Caper Acres – four years later, nothing new

20 Mar

Closure of Chico’s Caper Acres is frustrating for city, parents

By LAURA URSENY-Staff Writer

POSTED:   07/31/2013 12:00:00 AM PDT

Conrad Nystrom of Chico celebrates Father’s Day with his sons Sam and Roman at Caper Acres in…

CHICO — The public and the Bidwell Park and Playground Commission weighed in this week on the budget-prompted closure of Caper Acres playground in lower Bidwell Park.Several parents spoke to the commission Monday voicing “disappointment” and “frustration” in the surprisingly quiet way the closure came about, without public input or brainstorming.

And commissioners themselves, still noting Chico’s budget woes, hoped to talk over the matter more. The fact that there was no Park Commission meeting in June, when budget strategies were discussed by the City Council, was a sore point.

Early in July, the city announced Caper Acres would only be open Fridays, Saturdays and Sundays because of staffing issues. A diminished city staff couldn’t handle cleaning bathrooms, mowing, safety repairs and other actions.

But last week, a local cleaning business called ServPro said it would take over other kinds of park maintenance for free so city staff could attend to the playground. It opened to a six-day operation Tuesday, with the traditional Monday closure continuing.

However, ServPro can only handle the free maintenance through Oct. 1, and a group of local volunteers has started to meet to figure out alternatives for keeping the playground open.

Mom Abigail Lopez, one of the organizers of Caper Acres Volunteers, said she hopes the city can embrace volunteers as do local organizations like the Humane Society.

From a meeting on Saturday that Lopez organized, other ideas surfaced, like a Bidwell Park summit to share ideas.

Acting Park Commission Chairman Richard Ober commended the volunteers on Monday, and asked the matter be placed on an upcoming agenda so “volunteers’ work could be supported.”

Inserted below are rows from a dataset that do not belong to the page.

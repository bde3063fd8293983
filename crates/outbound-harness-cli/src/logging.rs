// crates/outbound-harness-cli/src/logging.rs
// ============================================================================
// Module: Logging Bootstrap
// Description: Installs the process-wide tracing subscriber.
// Purpose: Route harness events to stderr using the configured filter and format.
// Dependencies: outbound-harness-config, tracing-subscriber
// ============================================================================

//! ## Overview
//! Logs always go to stderr so that stdout carries only the suite report.

// ============================================================================
// SECTION: Imports
// ============================================================================

use outbound_harness_config::LogFormat;
use outbound_harness_config::LoggingConfig;
use thiserror::Error;
use tracing_subscriber::EnvFilter;

// ============================================================================
// SECTION: Subscriber
// ============================================================================

/// Installs the global subscriber for `config`.
///
/// # Errors
///
/// Returns [`LoggingError`] when the filter does not parse or a subscriber is
/// already installed.
pub fn init(config: &LoggingConfig) -> Result<(), LoggingError> {
    let filter = EnvFilter::try_new(config.level.trim()).map_err(|err| LoggingError::Filter(err.to_string()))?;
    let builder = tracing_subscriber::fmt().with_env_filter(filter).with_writer(std::io::stderr);
    let installed = match config.format {
        LogFormat::Text => builder.try_init(),
        LogFormat::Json => builder.json().try_init(),
    };
    installed.map_err(|err| LoggingError::Install(err.to_string()))
}

// ============================================================================
// SECTION: Errors
// ============================================================================

/// Logging bootstrap errors.
#[derive(Debug, Clone, PartialEq, Eq, Error)]
pub enum LoggingError {
    /// The filter directives were rejected.
    #[error("invalid log filter: {0}")]
    Filter(String),
    /// A subscriber could not be installed.
    #[error("log subscriber install failed: {0}")]
    Install(String),
}
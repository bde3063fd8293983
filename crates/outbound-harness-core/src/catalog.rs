// crates/outbound-harness-core/src/catalog.rs
// ============================================================================
// Module: Type Catalog Adapter
// Description: Interface to the external catalog of named variable types.
// Purpose: Parse raw values and supply example data without owning typing.
// Dependencies: serde_json, thiserror, url
// ============================================================================

//! ## Overview
//! The harness never implements typing itself; it consumes a [`TypeCatalog`].
//! [`StandardTypeCatalog`] is a small reference catalog covering the types
//! most outbound integrations declare. Composite types parse into objects of
//! the form `{raw, normal, valid}` so integration code can test `valid`.

// ============================================================================
// SECTION: Imports
// ============================================================================

use std::collections::BTreeSet;

use serde_json::Map;
use serde_json::Number;
use serde_json::Value;
use serde_json::json;
use thiserror::Error;

use crate::model::WILDCARD_TYPE;

// ============================================================================
// SECTION: Constants
// ============================================================================

/// Type names accepted by descriptor validation in addition to the catalog's.
pub const EXTRA_TYPE_NAMES: [&str; 2] = ["array", WILDCARD_TYPE];

// ============================================================================
// SECTION: Catalog Trait
// ============================================================================

/// Errors reported by a type catalog.
///
/// # Invariants
/// - Variants are stable for programmatic handling.
#[derive(Debug, Clone, PartialEq, Eq, Error)]
pub enum CatalogError {
    /// The type name is not part of the catalog.
    #[error("unknown type: {0}")]
    UnknownType(String),
    /// The raw value cannot be parsed as the type.
    #[error("cannot parse value as {type_name}: {reason}")]
    Invalid {
        /// Type name that rejected the value.
        type_name: String,
        /// Human-readable reason.
        reason: String,
    },
}

/// External catalog of named types.
pub trait TypeCatalog: Send + Sync {
    /// Returns every type name the catalog understands.
    fn type_names(&self) -> BTreeSet<String>;

    /// Returns the declared example values for a type.
    fn examples(&self, type_name: &str) -> Option<Vec<Value>>;

    /// Parses a raw value into its typed representation.
    ///
    /// # Errors
    ///
    /// Returns [`CatalogError`] when the type is unknown or the value is unparseable.
    fn parse(&self, type_name: &str, raw: &Value) -> Result<Value, CatalogError>;

    /// Returns true when the catalog knows `type_name`.
    fn contains(&self, type_name: &str) -> bool {
        self.type_names().contains(type_name)
    }
}

/// Returns the full set of type names a descriptor may declare.
#[must_use]
pub fn valid_type_names(catalog: &dyn TypeCatalog) -> BTreeSet<String> {
    let mut names = catalog.type_names();
    names.extend(EXTRA_TYPE_NAMES.iter().map(ToString::to_string));
    names
}

/// Returns the value used to synthesize data for a type.
///
/// Takes the first declared example, preferring its `normal` variant when the
/// example is a composite. Unknown types and types without examples yield `None`.
#[must_use]
pub fn first_example(catalog: &dyn TypeCatalog, type_name: &str) -> Option<Value> {
    let example = catalog.examples(type_name)?.into_iter().next()?;
    match example {
        Value::Object(map) => Some(map.get("normal").cloned().unwrap_or(Value::Object(map))),
        other => Some(other),
    }
}

// ============================================================================
// SECTION: Standard Catalog
// ============================================================================

/// Reference catalog with common lead-data types.
#[derive(Debug, Clone, Copy, Default)]
pub struct StandardTypeCatalog;

/// Types known to [`StandardTypeCatalog`].
const STANDARD_TYPES: [&str; 7] = ["boolean", "email", "number", "phone", "postal_code", "string", "url"];

impl StandardTypeCatalog {
    /// Creates the reference catalog.
    #[must_use]
    pub const fn new() -> Self {
        Self
    }
}

impl TypeCatalog for StandardTypeCatalog {
    fn type_names(&self) -> BTreeSet<String> {
        STANDARD_TYPES.iter().map(ToString::to_string).collect()
    }

    fn examples(&self, type_name: &str) -> Option<Vec<Value>> {
        let examples = match type_name {
            "string" => vec![json!("Lorem ipsum")],
            "number" => vec![json!("42"), json!("3.5")],
            "boolean" => vec![json!("true"), json!("false")],
            "phone" => vec![
                json!({"raw": "(513) 555-2379", "normal": "5135552379"}),
                json!({"raw": "512.555.1212", "normal": "5125551212"}),
            ],
            "email" => vec![json!({"raw": "Jane.Doe@Example.com", "normal": "jane.doe@example.com"})],
            "postal_code" => vec![json!({"raw": "78704-1234", "normal": "787041234"})],
            "url" => vec![json!({"raw": "HTTPS://Example.com/path", "normal": "https://example.com/path"})],
            _ => return None,
        };
        Some(examples)
    }

    fn parse(&self, type_name: &str, raw: &Value) -> Result<Value, CatalogError> {
        let text = raw_text(raw);
        match type_name {
            "string" => Ok(Value::String(text.unwrap_or_default())),
            "number" => parse_number(text.as_deref()),
            "boolean" => parse_boolean(text.as_deref()),
            "phone" => Ok(parse_phone(&text.unwrap_or_default())),
            "email" => Ok(parse_email(&text.unwrap_or_default())),
            "postal_code" => Ok(parse_postal_code(&text.unwrap_or_default())),
            "url" => Ok(parse_url(&text.unwrap_or_default())),
            other => Err(CatalogError::UnknownType(other.to_string())),
        }
    }
}

// ============================================================================
// SECTION: Parsers
// ============================================================================

/// Extracts the raw text from a scalar or an already-parsed composite.
fn raw_text(raw: &Value) -> Option<String> {
    match raw {
        Value::String(text) => Some(text.clone()),
        Value::Number(number) => Some(number.to_string()),
        Value::Bool(flag) => Some(flag.to_string()),
        Value::Object(map) => map.get("raw").and_then(raw_text),
        Value::Null | Value::Array(_) => None,
    }
}

/// Parses a decimal number.
fn parse_number(text: Option<&str>) -> Result<Value, CatalogError> {
    let invalid = |reason: &str| CatalogError::Invalid {
        type_name: "number".to_string(),
        reason: reason.to_string(),
    };
    let text = text.ok_or_else(|| invalid("missing value"))?;
    let trimmed = text.trim().replace(',', "");
    if let Ok(int) = trimmed.parse::<i64>() {
        return Ok(Value::Number(Number::from(int)));
    }
    let float = trimmed.parse::<f64>().map_err(|_| invalid("not a number"))?;
    Number::from_f64(float).map(Value::Number).ok_or_else(|| invalid("not finite"))
}

/// Parses a boolean from common truthy/falsy spellings.
fn parse_boolean(text: Option<&str>) -> Result<Value, CatalogError> {
    let normalized = text.unwrap_or_default().trim().to_ascii_lowercase();
    match normalized.as_str() {
        "true" | "yes" | "y" | "1" => Ok(Value::Bool(true)),
        "false" | "no" | "n" | "0" => Ok(Value::Bool(false)),
        _ => Err(CatalogError::Invalid {
            type_name: "boolean".to_string(),
            reason: "not a boolean".to_string(),
        }),
    }
}

/// Builds the `{raw, normal, valid}` composite shape.
fn composite(raw: &str, normal: Option<String>) -> Map<String, Value> {
    let mut map = Map::new();
    map.insert("raw".to_string(), Value::String(raw.to_string()));
    let valid = normal.is_some();
    if let Some(normal) = normal {
        map.insert("normal".to_string(), Value::String(normal));
    }
    map.insert("valid".to_string(), Value::Bool(valid));
    map
}

/// Parses a North American phone number.
fn parse_phone(raw: &str) -> Value {
    let mut digits: String = raw.chars().filter(char::is_ascii_digit).collect();
    if digits.len() == 11 && digits.starts_with('1') {
        digits.remove(0);
    }
    if digits.len() != 10 {
        return Value::Object(composite(raw, None));
    }
    let mut map = composite(raw, Some(digits.clone()));
    map.insert("area".to_string(), Value::String(digits[0..3].to_string()));
    map.insert("exchange".to_string(), Value::String(digits[3..6].to_string()));
    map.insert("line".to_string(), Value::String(digits[6..10].to_string()));
    Value::Object(map)
}

/// Parses an email address (shape check only).
fn parse_email(raw: &str) -> Value {
    let trimmed = raw.trim();
    let normal = trimmed.split_once('@').and_then(|(user, domain)| {
        let plausible = !user.is_empty() && domain.contains('.') && !domain.starts_with('.');
        plausible.then(|| trimmed.to_ascii_lowercase())
    });
    Value::Object(composite(raw, normal))
}

/// Parses a US ZIP or ZIP+4 postal code.
fn parse_postal_code(raw: &str) -> Value {
    let digits: String = raw.chars().filter(char::is_ascii_digit).collect();
    let normal = matches!(digits.len(), 5 | 9).then_some(digits);
    Value::Object(composite(raw, normal))
}

/// Parses an absolute http(s) URL.
fn parse_url(raw: &str) -> Value {
    let normal = url::Url::parse(raw.trim())
        .ok()
        .filter(|url| matches!(url.scheme(), "http" | "https"))
        .map(|url| url.to_string());
    Value::Object(composite(raw, normal))
}

// ============================================================================
// SECTION: Tests
// ============================================================================
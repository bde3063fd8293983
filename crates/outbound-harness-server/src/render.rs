// crates/outbound-harness-server/src/render.rs
// ============================================================================
// Module: Page Rendering
// Description: Page renderer interface and a basic escaped-HTML renderer.
// Purpose: Turn replay render contexts into pages.
// Dependencies: serde_json
// ============================================================================

//! ## Overview
//! [`PageRenderer`] is the seam for richer UIs; [`BasicHtmlRenderer`] emits a
//! plain page with the integration index, the fixture list, an editable form
//! of the current values, and the result panel. Every interpolated string is
//! HTML-escaped.

// ============================================================================
// SECTION: Imports
// ============================================================================

use std::fmt::Write as _;

use serde_json::Value;

use crate::router::RenderContext;
use crate::router::ReplayOutcome;

// ============================================================================
// SECTION: Renderer Interface
// ============================================================================

/// Renders replay pages.
pub trait PageRenderer: Send + Sync {
    /// Renders the index page.
    fn render_index(&self, context: &RenderContext) -> String;

    /// Renders a category page for one integration.
    fn render_method(&self, context: &RenderContext) -> String;
}

/// Minimal HTML renderer.
#[derive(Debug, Clone, Copy, Default)]
pub struct BasicHtmlRenderer;

impl PageRenderer for BasicHtmlRenderer {
    fn render_index(&self, context: &RenderContext) -> String {
        let mut body = String::new();
        let _ = write!(body, "<h1>Harness for {}</h1><ul>", escape(&context.module));
        for integration in &context.integrations {
            let title = integration.title.as_deref().unwrap_or(&integration.name);
            let _ = write!(body, "<li>{} <small>({})</small>", escape(title), escape(integration.contract));
            for category in &integration.categories {
                let _ = write!(
                    body,
                    " <a href=\"/{category}/{name}\">{category}</a>",
                    category = escape(category.as_str()),
                    name = escape(&integration.name)
                );
            }
            body.push_str("</li>");
        }
        body.push_str("</ul>");
        page(&context.module, &body)
    }

    fn render_method(&self, context: &RenderContext) -> String {
        let integration = context.integration.as_deref().unwrap_or_default();
        let category = context.category.map(|category| category.as_str()).unwrap_or_default();
        let mut body = String::new();
        let _ = write!(
            body,
            "<p><a href=\"/\">{}</a></p><h1>{} / {}</h1>",
            escape(&context.module),
            escape(integration),
            escape(category)
        );

        body.push_str("<ol start=\"0\">");
        for fixture in &context.fixtures {
            let label = if fixture.label.is_empty() { format!("fixture {}", fixture.index) } else { fixture.label.clone() };
            let _ = write!(
                body,
                "<li><a href=\"/{}/{}/{}\">{}</a></li>",
                escape(category),
                escape(integration),
                fixture.index,
                escape(&label)
            );
        }
        body.push_str("</ol>");

        let action = match context.fixture_id {
            Some(index) => format!("/{category}/{integration}/{index}"),
            None => format!("/{category}/{integration}"),
        };
        let _ = write!(body, "<form method=\"post\" action=\"{}\">", escape(&action));
        for (name, value) in &context.values {
            input(&mut body, name, value);
        }
        for name in &context.env_variables {
            let field = format!("env.{name}");
            if !context.values.contains_key(&field) {
                input(&mut body, &field, "");
            }
        }
        body.push_str("<button type=\"submit\">Invoke</button></form>");

        if !context.extra_vars.is_empty() {
            body.push_str("<h2>extra_vars</h2><dl>");
            for (name, value) in &context.extra_vars {
                let _ = write!(body, "<dt>{}</dt><dd>{}</dd>", escape(name), escape(value));
            }
            body.push_str("</dl>");
        }
        if !context.network.is_empty() {
            let network = serde_json::to_string_pretty(&context.network).unwrap_or_default();
            let _ = write!(body, "<h2>Network expectations</h2><pre>{}</pre>", escape(&network));
        }
        if let Some(result) = &context.result {
            result_panel(&mut body, result);
        }
        page(&format!("{integration} / {category}"), &body)
    }
}

// ============================================================================
// SECTION: Helpers
// ============================================================================

/// Wraps a body in a page shell.
fn page(title: &str, body: &str) -> String {
    format!(
        "<!DOCTYPE html><html><head><meta charset=\"utf-8\"><title>{}</title></head><body>{body}</body></html>",
        escape(title)
    )
}

/// Appends one labelled text input.
fn input(body: &mut String, name: &str, value: &str) {
    let _ = write!(
        body,
        "<label>{name} <input type=\"text\" name=\"{name}\" value=\"{value}\"></label><br>",
        name = escape(name),
        value = escape(value)
    );
}

/// Appends the result panel.
fn result_panel(body: &mut String, result: &ReplayOutcome) {
    let matched = match result.matched {
        Some(true) => "true",
        Some(false) => "false",
        None => "none",
    };
    let _ = write!(body, "<section class=\"result\" data-matched=\"{matched}\"><h2>Actual</h2>");
    let _ = write!(body, "<pre>{}</pre>", escape(&pretty(result.actual.as_ref())));
    if let Some(expected) = &result.expected {
        let _ = write!(body, "<h2>Expected</h2><pre>{}</pre>", escape(&pretty(Some(expected))));
    }
    if !result.diff.is_empty() {
        body.push_str("<h2>Differences</h2><ul>");
        for line in &result.diff {
            let _ = write!(body, "<li>{}</li>", escape(line));
        }
        body.push_str("</ul>");
    }
    if !result.nocks_unmet.is_empty() {
        body.push_str("<h2>Unmet network expectations</h2><ul>");
        for key in &result.nocks_unmet {
            let _ = write!(body, "<li>{}</li>", escape(key));
        }
        body.push_str("</ul>");
    }
    body.push_str("</section>");
}

/// Pretty JSON, or `undefined` for an absent value.
fn pretty(value: Option<&Value>) -> String {
    match value {
        None => "undefined".to_string(),
        Some(Value::String(text)) => text.clone(),
        Some(other) => serde_json::to_string_pretty(other).unwrap_or_default(),
    }
}

/// Escapes text for HTML bodies and attribute values.
#[must_use]
pub fn escape(text: &str) -> String {
    let mut escaped = String::with_capacity(text.len());
    for ch in text.chars() {
        match ch {
            '&' => escaped.push_str("&amp;"),
            '<' => escaped.push_str("&lt;"),
            '>' => escaped.push_str("&gt;"),
            '"' => escaped.push_str("&quot;"),
            '\'' => escaped.push_str("&#39;"),
            other => escaped.push(other),
        }
    }
    escaped
}

// ============================================================================
// SECTION: Tests
// ============================================================================
// crates/outbound-harness-core/src/lib.rs
// ============================================================================
// Module: Outbound Harness Core Library
// Description: Fixture-driven verification engine for outbound integrations.
// Purpose: Load fixtures, invoke integrations, intercept network calls, judge.
// Dependencies: async-trait, regex, reqwest, serde, serde_yaml, tokio, tracing
// ============================================================================

//! ## Overview
//! `outbound-harness-core` is the engine shared by the batch runner and the
//! interactive replay server. Data flows from the [`fixture`] store and the
//! variable contract through the [`invocation`] adapter (and, for `handle`,
//! the [`interception`] harness) into the [`expectation`] matcher.
//!
//! Integration code receives credentials only through
//! [`model::Environment`] and reaches the network only through
//! [`transport::HttpTransport`].

// ============================================================================
// SECTION: Modules
// ============================================================================

pub mod catalog;
pub mod descriptor;
pub mod expectation;
pub mod fixture;
pub mod interception;
pub mod invocation;
pub mod model;
pub mod runner;
pub mod transport;
pub mod vars;

// ============================================================================
// SECTION: Re-Exports
// ============================================================================

pub use catalog::CatalogError;
pub use catalog::StandardTypeCatalog;
pub use catalog::TypeCatalog;
pub use catalog::valid_type_names;
pub use descriptor::DescriptorRole;
pub use descriptor::DescriptorViolation;
pub use descriptor::validate_descriptors;
pub use expectation::Expectation;
pub use expectation::Pattern;
pub use expectation::UnmetPolicy;
pub use expectation::Verdict;
pub use expectation::judge;
pub use expectation::matches;
pub use fixture::Fixture;
pub use fixture::FixtureError;
pub use fixture::FixtureSet;
pub use fixture::FixtureStore;
pub use fixture::FunctionCategory;
pub use fixture::synthesize_missing;
pub use fixture::synthesize_vars;
pub use interception::InterceptionOptions;
pub use interception::InterceptionScope;
pub use interception::MatchRule;
pub use interception::NetworkExpectation;
pub use interception::invoke_handle;
pub use invocation::Call;
pub use invocation::InvocationError;
pub use invocation::InvocationResult;
pub use invocation::Outcome;
pub use invocation::invoke;
pub use model::Contract;
pub use model::Environment;
pub use model::Handler;
pub use model::Integration;
pub use model::IntegrationBuilder;
pub use model::IntegrationError;
pub use model::IntegrationMetadata;
pub use model::IntegrationModule;
pub use model::ModuleError;
pub use model::ModuleMetadata;
pub use model::RawResponse;
pub use model::RequestBuilder;
pub use model::RequestSpec;
pub use model::ResponseParser;
pub use model::Validator;
pub use model::VariableDescriptor;
pub use runner::BatchRunner;
pub use runner::CaseReport;
pub use runner::CaseStatus;
pub use runner::RunnerOptions;
pub use runner::SuiteReport;
pub use transport::HandleContext;
pub use transport::HttpTransport;
pub use transport::LiveTransport;
pub use transport::LiveTransportConfig;
pub use transport::OutboundRequest;
pub use transport::OutboundResponse;
pub use transport::TransportError;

“I want to know why the Park Commission and public were not able to weigh in on the closure,” parent Liz Gardner told the commission. She also asked for budget specifics.

Later, Park and Natural Resources Manager Dan Efseaff said he had lost $500,000 from his budget, and has been exploring cutbacks, including ideas about abandoning lawns or pulling down old structures that need to be replaced. He emphasized that it was “an exercise” and not a plan.

“It’s not a pretty picture,” Efseaff said.

Chris Boshazy, representing Service Employees International Union, noted the work — especially tree work — still had to be done, and should be done by city employees, not private tree companies.

The city has set aside $100,000 for contract tree work.

“That $100,000 could hire back someone,” he told the commission. “This is city employee work.”

Boshazy also said the Park Commission had more power than it realizes, handing them copies of the municipal code and job duties.

“The last few months have been extremely frustrating, the way decisions were made and how cuts were made, and the lack of role of the community,” Ober said, asking for a discussion at a future meeting.

“We haven’t been asked as a community to dig deeper into our pockets,” Ober said.

Other topics that came up in regard to Caper Acres included a user tax, asking participants in large events in the park to donate a dollar to Caper Acres, and participating in the Annie Bs fundraising program.

Parents also wanted to find a way so that donations could go straight into a dedicated Caper Acres fund, rather than into the city’s General Fund.

Efseaff noted that Caper Acres has been on the Park Commission’s work plan for several years, with features desperately needing update and replacement.